Court gives useful guidance on how to prove lack of capacity to make a will
The Court has recently considered the approach that should be taken when proving lack of capacity to make a will in England and Wales.
Uncertainty has risen as to whether the test laid down by the Mental Capacity Act 2005 should be applied, or whether claimants should still prove lack of capacity to make a will by applying the common law test originally set out in the Victorian case of Banks v Goodfellow.
Since the Mental Capacity Act was introduced there has been a tension between the two different tests.
The judge concluded that the Banks v Goodfellow test remains good law, and has not been overridden by the Mental Capacity Act.

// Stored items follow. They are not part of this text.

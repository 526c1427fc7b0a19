//! UI preference handlers. Changes persist in the session record.

use serde::Serialize;

use postdesk_core::{Dashboard, Theme};

use crate::cli::{GlobalOpts, PrefsArgs, PrefsCommand, SidebarArg, ThemeArg};
use crate::error::CliError;
use crate::output;

#[derive(Debug, Serialize)]
struct Prefs {
    theme: Theme,
    sidebar_collapsed: bool,
}

fn detail(p: &Prefs) -> String {
    format!(
        "Theme:   {}\nSidebar: {}",
        p.theme,
        if p.sidebar_collapsed { "collapsed" } else { "expanded" }
    )
}

pub fn handle(dashboard: &Dashboard, args: PrefsArgs, global: &GlobalOpts) -> Result<(), CliError> {
    let session = dashboard.session();

    match args.command {
        PrefsCommand::Show => {}
        PrefsCommand::Theme { theme } => session.set_theme(match theme {
            ThemeArg::Light => Theme::Light,
            ThemeArg::Dark => Theme::Dark,
        }),
        PrefsCommand::ToggleTheme => session.toggle_theme(),
        PrefsCommand::Sidebar { state: None } => session.toggle_sidebar(),
        PrefsCommand::Sidebar { state: Some(state) } => {
            session.set_sidebar_collapsed(matches!(state, SidebarArg::Collapsed));
        }
    }

    let prefs = Prefs {
        theme: session.theme(),
        sidebar_collapsed: session.sidebar_collapsed(),
    };
    let out = output::render_single(&global.output, &prefs, detail, |p| p.theme.to_string())?;
    output::print_output(&out, global.quiet);
    Ok(())
}
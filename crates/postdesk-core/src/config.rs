// ── Runtime connection configuration ──
//
// These types describe *how* to reach the blog API. They carry no
// credentials and never touch disk. The CLI constructs an `ApiConfig`
// and hands it in.

use std::path::PathBuf;
use std::time::Duration;

use url::Url;

use postdesk_api::{DEFAULT_BASE_URL, TlsMode, TransportConfig};

/// TLS verification strategy.
#[derive(Debug, Clone, Default, PartialEq, Eq)]
pub enum TlsVerification {
    /// System CA store (strict).
    #[default]
    SystemDefaults,
    /// Custom CA certificate file.
    CustomCa(PathBuf),
    /// Skip verification (local development servers).
    DangerAcceptInvalid,
}

/// Configuration for talking to one API deployment.
#[derive(Debug, Clone)]
pub struct ApiConfig {
    /// API base URL (e.g., `http://localhost:8000`).
    pub base_url: Url,
    /// TLS verification strategy.
    pub tls: TlsVerification,
    /// Request timeout.
    pub timeout: Duration,
}

impl ApiConfig {
    pub fn new(base_url: Url) -> Self {
        Self {
            base_url,
            tls: TlsVerification::default(),
            timeout: Duration::from_secs(30),
        }
    }

    /// Translate into the API crate's transport settings.
    pub fn transport(&self) -> TransportConfig {
        let tls = match &self.tls {
            TlsVerification::SystemDefaults => TlsMode::System,
            TlsVerification::CustomCa(path) => TlsMode::CustomCa(path.clone()),
            TlsVerification::DangerAcceptInvalid => TlsMode::DangerAcceptInvalid,
        };
        TransportConfig {
            tls,
            timeout: self.timeout,
        }
    }
}

impl Default for ApiConfig {
    fn default() -> Self {
        // The constant is a valid URL; parse cannot fail.
        #[allow(clippy::expect_used)]
        let base_url = Url::parse(DEFAULT_BASE_URL).expect("default base URL is valid");
        Self::new(base_url)
    }
}

#[cfg(test)]
mod tests {
    use super::*;

    #[test]
    fn default_points_at_localhost() {
        let config = ApiConfig::default();
        assert_eq!(config.base_url.as_str(), "http://localhost:8000/");
        assert_eq!(config.timeout, Duration::from_secs(30));
    }

    #[test]
    fn transport_mirrors_tls_choice() {
        let mut config = ApiConfig::default();
        config.tls = TlsVerification::DangerAcceptInvalid;
        assert!(matches!(
            config.transport().tls,
            TlsMode::DangerAcceptInvalid
        ));
    }
}
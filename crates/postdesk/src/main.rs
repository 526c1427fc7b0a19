mod cli;
mod commands;
mod config;
mod error;
mod output;

use std::sync::Arc;

use clap::{CommandFactory, FromArgMatches};
use tracing_subscriber::EnvFilter;

use postdesk_config::{Config, FileSnapshotStore, KeyringTokenStore};
use postdesk_core::Dashboard;

use crate::cli::{Cli, Command, GlobalOpts};
use crate::error::CliError;

#[tokio::main]
async fn main() {
    let matches = Cli::command().get_matches();
    let mut cli = match Cli::from_arg_matches(&matches) {
        Ok(cli) => cli,
        Err(e) => e.format(&mut Cli::command()).exit(),
    };

    init_tracing(cli.global.verbose);

    let cfg = config::load_config_or_default();
    config::apply_defaults(&mut cli.global, &matches, &cfg.defaults);

    if let Err(err) = run(cli, &cfg).await {
        let code = err.exit_code();
        eprintln!("{:?}", miette::Report::new(err));
        std::process::exit(code);
    }
}

fn init_tracing(verbosity: u8) {
    let filter = match verbosity {
        0 => "warn",
        1 => "info",
        2 => "debug",
        _ => "trace",
    };

    tracing_subscriber::fmt()
        .with_env_filter(
            EnvFilter::try_from_default_env().unwrap_or_else(|_| EnvFilter::new(filter)),
        )
        .with_writer(std::io::stderr)
        .with_target(false)
        .init();
}

async fn run(cli: Cli, cfg: &Config) -> Result<(), CliError> {
    match cli.command {
        // Config commands never touch the session
        Command::Config(args) => commands::config_cmd::handle(args, &cli.global),

        Command::Completions(args) => {
            use clap::CommandFactory;
            use clap_complete::generate;

            let mut cmd = Cli::command();
            generate(args.shell, &mut cmd, "postdesk", &mut std::io::stdout());
            Ok(())
        }

        cmd => {
            let dashboard = build_dashboard(&cli.global, cfg)?;
            tracing::debug!(command = ?cmd, "dispatching command");
            commands::dispatch(cmd, &dashboard, &cli.global).await
        }
    }
}

/// Restore the profile's session and wire the dashboard against its API.
fn build_dashboard(global: &GlobalOpts, cfg: &Config) -> Result<Dashboard, CliError> {
    let (profile_name, profile) = config::select_profile(global, cfg)?;
    let api_config = config::resolve_api_config(&profile, &cfg.defaults, global)?;

    tracing::debug!(profile = %profile_name, base_url = %api_config.base_url, "using profile");
    let tokens = Arc::new(KeyringTokenStore::new(profile_name.as_str()));
    let snapshots = Arc::new(FileSnapshotStore::for_profile(&profile_name));
    Ok(Dashboard::new(api_config, tokens, snapshots)?)
}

The Court had to specifically examine what evidence was required to establish that the maker of a will was suffering from a delusion which rendered their will invlaid.
To establish that a testator (the person who makes a will) had a delusion (a false belief which is both irrational and fixed) the judge confirmed that it is necessary to conduct a “holistic assessment of all the evidence”.
This approach would take into account:
a) the nature of the belief,
b) the circumstances in which the belief arose;
c) whether there was an evidential basis for it;
d) whether the belief was formed in the face of evidence to the contrary;
e) the period of time for which the belief was held by the testator; and
f) whether the belief was the subject of any challenge.